Le covoiturage peut-il s’inscrire dans une politique de transport public ?
Dans un rapport, l’Agence Internationale de l'Énergie (1), définit la mise à disposition des sièges libres des véhicules comme une des dix solutions clés pour réduire notre consommation de pétrole et nos émissions carbone. Aujourd’hui, le taux d’occupation des véhicules dans l’Union Européenne se situe entre 1.4 et 1.6 personne. Pour Thomas Matagne, président fondateur de la plateforme de covoiturage Ecov, « atteindre un taux d’occupation moyen de 2 personnes par véhicule, toute chose égale par ailleurs, permettrait de réduire 125 millions de tonnes d’équivalent CO2 par an. Soit la conversion de 103 millions de véhicules thermiques en véhicules électriques. » Aujourd’hui 70% des déplacements domicile-travail sont réalisés avec des véhicules individuels, la plupart en autosolisme et on estime à 3 % la part du covoiturage quotidien (2). Comment dans ces conditions développer la pratique. Éléments de réponse avec Thomas Matagne, président fondateur de la plateforme de covoiturage Ecov.

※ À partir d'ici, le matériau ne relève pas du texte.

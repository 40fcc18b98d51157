//! CLI module - Command-line interface definitions and handlers
//!
//! Uses clap v4 with derive macros for argument parsing.

use std::path::PathBuf;

use clap::{Parser, Subcommand};

pub mod commands;
pub mod output;

/// tierkv - reconciling key-value store over redundant storage tiers
#[derive(Parser, Debug)]
#[command(name = "tierkv")]
#[command(author, version, about, long_about = None)]
#[command(propagate_version = true)]
pub struct Cli {
    /// Enable machine-readable JSON output.
    #[arg(long, short = 'm', visible_alias = "machine", global = true)]
    pub robot: bool,

    /// Increase verbosity (-v, -vv, -vvv)
    #[arg(short, long, action = clap::ArgAction::Count, global = true)]
    pub verbose: u8,

    /// Suppress all output except errors
    #[arg(short, long, global = true)]
    pub quiet: bool,

    /// Config file path (default: ~/.config/tierkv/config.toml)
    #[arg(long, global = true, env = "TIERKV_CONFIG")]
    pub config: Option<PathBuf>,

    /// Directory holding the tier files
    #[arg(long, global = true, env = "TIERKV_DATA_DIR")]
    pub data_dir: Option<PathBuf>,

    #[command(subcommand)]
    pub command: Commands,
}

/// Available commands
#[derive(Subcommand, Debug)]
pub enum Commands {
    /// Show which storage tiers passed the round-trip probe
    Probe(commands::probe::ProbeArgs),

    /// Read a key from the selected tier only
    Get(commands::kv::GetArgs),

    /// Write a key to the selected tier only
    Set(commands::kv::SetArgs),

    /// Remove a key from the selected tier only
    Remove(commands::kv::RemoveArgs),

    /// Clear the selected tier
    Clear(commands::kv::ClearArgs),

    /// Load the best replica of a key across all tiers
    Load(commands::load::LoadArgs),

    /// Save a key with read-back verification
    Save(commands::load::SaveArgs),

    /// Rewrite the best replica of every registry key to all tiers
    Reconcile(commands::reconcile::ReconcileArgs),

    /// Show where a key physically lives
    Scan(commands::scan::ScanArgs),

    /// Tombstone a key and wipe it from every tier
    HardClear(commands::scan::HardClearArgs),

    /// Inspect and append log collections
    Logs(commands::logs::LogsArgs),

    /// Write-test every tier and report quota usage
    Health(commands::health::HealthArgs),

    /// Copy page-tier data into the extension tier once
    Migrate(commands::migrate::MigrateArgs),

    /// Export registry keys to a JSON snapshot
    Export(commands::backup::ExportArgs),

    /// Restore registry keys from a JSON snapshot
    Import(commands::backup::ImportArgs),

    /// Show the effective configuration
    Config(commands::config::ConfigArgs),
}
//! Read-only location scans and the storage health check.

use chrono::{DateTime, Utc};
use serde::Serialize;
use serde_json::Value;
use tracing::{debug, warn};

use crate::backend::{Backend, TierId, TierSet};
use crate::key::LogicalKey;
use crate::tombstone::TombstoneRegistry;

/// Usage above this share of the quota is reported as an issue.
pub const QUOTA_WARNING_PERCENT: f64 = 80.0;

const PREVIEW_CHARS: usize = 200;

/// What one tier physically holds for a key.
#[derive(Debug, Clone, PartialEq, Eq, Serialize)]
pub struct LocationScan {
    pub tier: TierId,
    pub found: bool,
    #[serde(skip_serializing_if = "Option::is_none")]
    pub item_count: Option<usize>,
    #[serde(skip_serializing_if = "Option::is_none")]
    pub data_type: Option<&'static str>,
    #[serde(skip_serializing_if = "Option::is_none")]
    pub preview: Option<String>,
    pub corrupted: bool,
    #[serde(skip_serializing_if = "Option::is_none")]
    pub error: Option<String>,
}

impl LocationScan {
    fn missing(tier: TierId) -> Self {
        Self {
            tier,
            found: false,
            item_count: None,
            data_type: None,
            preview: None,
            corrupted: false,
            error: None,
        }
    }
}

#[derive(Debug, Clone, Serialize)]
pub struct ScanReport {
    pub key: String,
    pub timestamp: DateTime<Utc>,
    /// Reads of this key are currently forced empty.
    pub tombstoned: bool,
    pub locations: Vec<LocationScan>,
}

impl ScanReport {
    /// Tiers that physically hold the key.
    #[must_use]
    pub fn found_in(&self) -> Vec<TierId> {
        self.locations
            .iter()
            .filter(|l| l.found)
            .map(|l| l.tier)
            .collect()
    }
}

#[derive(Debug, Clone, PartialEq, Eq, Serialize)]
pub struct WriteTest {
    pub tier: TierId,
    pub passed: bool,
    #[serde(skip_serializing_if = "Option::is_none")]
    pub detail: Option<String>,
}

#[derive(Debug, Clone, PartialEq, Serialize)]
pub struct QuotaCheck {
    pub tier: TierId,
    pub used: u64,
    #[serde(skip_serializing_if = "Option::is_none")]
    pub quota: Option<u64>,
    #[serde(skip_serializing_if = "Option::is_none")]
    pub percent_used: Option<f64>,
    pub warning: bool,
}

#[derive(Debug, Clone, Serialize)]
pub struct HealthReport {
    pub timestamp: DateTime<Utc>,
    pub selected: TierId,
    pub write_tests: Vec<WriteTest>,
    pub quota: Vec<QuotaCheck>,
    pub issues: Vec<String>,
}

impl HealthReport {
    #[must_use]
    pub fn is_healthy(&self) -> bool {
        self.issues.is_empty()
    }
}

/// Diagnostics over the raw tiers, bypassing tombstones.
pub struct Diagnostics {
    tiers: TierSet,
    tombstones: TombstoneRegistry,
    selected: TierId,
    test_key: String,
}

impl Diagnostics {
    #[must_use]
    pub fn new(tiers: TierSet, tombstones: TombstoneRegistry, selected: TierId, prefix: &str) -> Self {
        Self {
            tiers,
            tombstones,
            selected,
            test_key: format!("{prefix}health_check_test"),
        }
    }

    /// Report where `key` physically lives. Never writes.
    #[must_use]
    pub fn scan_all_locations(&self, key: &LogicalKey) -> ScanReport {
        let locations = self
            .tiers
            .iter()
            .map(|backend| scan_one(backend.as_ref(), key))
            .collect();
        ScanReport {
            key: key.to_string(),
            timestamp: Utc::now(),
            tombstoned: self.tombstones.suppresses(key.as_str()),
            locations,
        }
    }

    /// Write-test every tier and collect quota estimates.
    #[must_use]
    pub fn health_check(&self) -> HealthReport {
        let mut issues = Vec::new();
        let mut write_tests = Vec::new();
        let mut quota = Vec::new();

        for backend in self.tiers.iter() {
            let tier = backend.tier();
            let outcome = self.write_test(backend.as_ref());
            if let Err(detail) = &outcome {
                issues.push(format!("{tier} write test failed: {detail}"));
            }
            write_tests.push(WriteTest {
                tier,
                passed: outcome.is_ok(),
                detail: outcome.err(),
            });

            if let Some(estimate) = backend.estimate() {
                let percent_used = estimate.percent_used();
                let warning = percent_used.is_some_and(|p| p > QUOTA_WARNING_PERCENT);
                if let Some(p) = percent_used.filter(|_| warning) {
                    warn!(%tier, percent_used = p, "storage nearly full");
                    issues.push(format!("{tier} storage {p:.2}% full - may cause save failures"));
                }
                quota.push(QuotaCheck {
                    tier,
                    used: estimate.usage_bytes,
                    quota: estimate.quota_bytes,
                    percent_used,
                    warning,
                });
            }
        }

        if self.selected == TierId::Memory {
            issues.push("no durable tier is available; data will not survive a restart".to_string());
        }

        HealthReport {
            timestamp: Utc::now(),
            selected: self.selected,
            write_tests,
            quota,
            issues,
        }
    }

    fn write_test(&self, backend: &dyn Backend) -> Result<(), String> {
        let value = serde_json::json!({ "test": true, "timestamp": Utc::now().timestamp_millis() })
            .to_string();
        let result = backend
            .set(&self.test_key, &value)
            .map_err(|e| e.to_string())
            .and_then(|()| backend.get(&self.test_key).map_err(|e| e.to_string()))
            .and_then(|read| match read {
                Some(read) if read == value => Ok(()),
                Some(_) => Err("read/write mismatch".to_string()),
                None => Err("value not retained".to_string()),
            });
        if let Err(e) = backend.remove(&self.test_key) {
            debug!(tier = %backend.tier(), error = %e, "health check cleanup failed");
        }
        result
    }
}

fn scan_one(backend: &dyn Backend, key: &LogicalKey) -> LocationScan {
    let tier = backend.tier();
    let raw = match backend.get(key.as_str()) {
        Ok(Some(raw)) if !raw.is_empty() => raw,
        Ok(_) => return LocationScan::missing(tier),
        Err(e) => {
            return LocationScan {
                error: Some(e.to_string()),
                ..LocationScan::missing(tier)
            };
        }
    };
    let preview: String = raw.chars().take(PREVIEW_CHARS).collect();

    let Ok(first) = serde_json::from_str::<Value>(&raw) else {
        return LocationScan {
            found: true,
            corrupted: true,
            preview: Some(preview),
            ..LocationScan::missing(tier)
        };
    };
    let parsed = match first {
        Value::String(inner) => serde_json::from_str::<Value>(&inner).unwrap_or(Value::String(inner)),
        other => other,
    };

    let (item_count, data_type) = match &parsed {
        Value::Array(items) => (items.len(), "array"),
        Value::Object(map) => (map.len(), "object"),
        Value::String(_) => (0, "string"),
        Value::Number(_) => (0, "number"),
        Value::Bool(_) => (0, "boolean"),
        Value::Null => (0, "null"),
    };

    LocationScan {
        tier,
        found: true,
        item_count: Some(item_count),
        data_type: Some(data_type),
        preview: Some(preview),
        corrupted: false,
        error: None,
    }
}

Ecov gère 55 lignes de covoiturage en France. Une centaine est à l’étude comment définissez-vous l’emplacement d’une ligne de covoiturage ?
« On travaille avec l’algorithmie pour comprendre et associer le flux de voitures. On a de l’algorithmie associée au parcours des gens afin de leur envoyer les bonnes informations au bon moment mais aussi pour les engager, leur permettre de s’inscrire puis, ensuite, de les garder actifs dans le système. L’innovation n’est pas que data elle est aussi très sociale. Comment on fait pour que les gens aient envie de participer, de rester qu’ils coconstruisent la politique du changement. »
Quels sont les freins au développement du covoiturage ?
« Jusqu’à il n’y a pas très longtemps le covoiturage n’était pas une politique publique, la voiture n’était pas envisagée comme un élément du transport collectif et là on est sur une bascule. Il y a un début de prise en main par les collectivités notamment sous l’impulsion de métropoles. Les régions commencent à s’intéresser et on a une accélération de l’intégration des lignes de covoiturage express dans les SERM (Services express régionaux métropolitains). On arrive enfin à casser la frontière entre la voiture d’un côté et les transports collectifs de l’autre pour faire un système intégré. »
Le covoiturage vient en complément des transports collectifs traditionnels
Comment se fait votre développement ?
« On a besoin de commande publique, comme la SNCF, pour pouvoir faire le métier, développer l’innovation et accélérer sur l’impact déploiement. C’est en train d’arriver avec la Métropole de Lyon qui développe des lignes sur l’ensemble des axes pénétrants dans le centre de Lyon. île De France mobilité a annoncé le déploiement de 12 lignes de covoiturage dès cette année. On a une série de grands acteurs qui sont en train de basculer sur le fait que les lignes de covoiturages sont un élément du système de transport collectif. »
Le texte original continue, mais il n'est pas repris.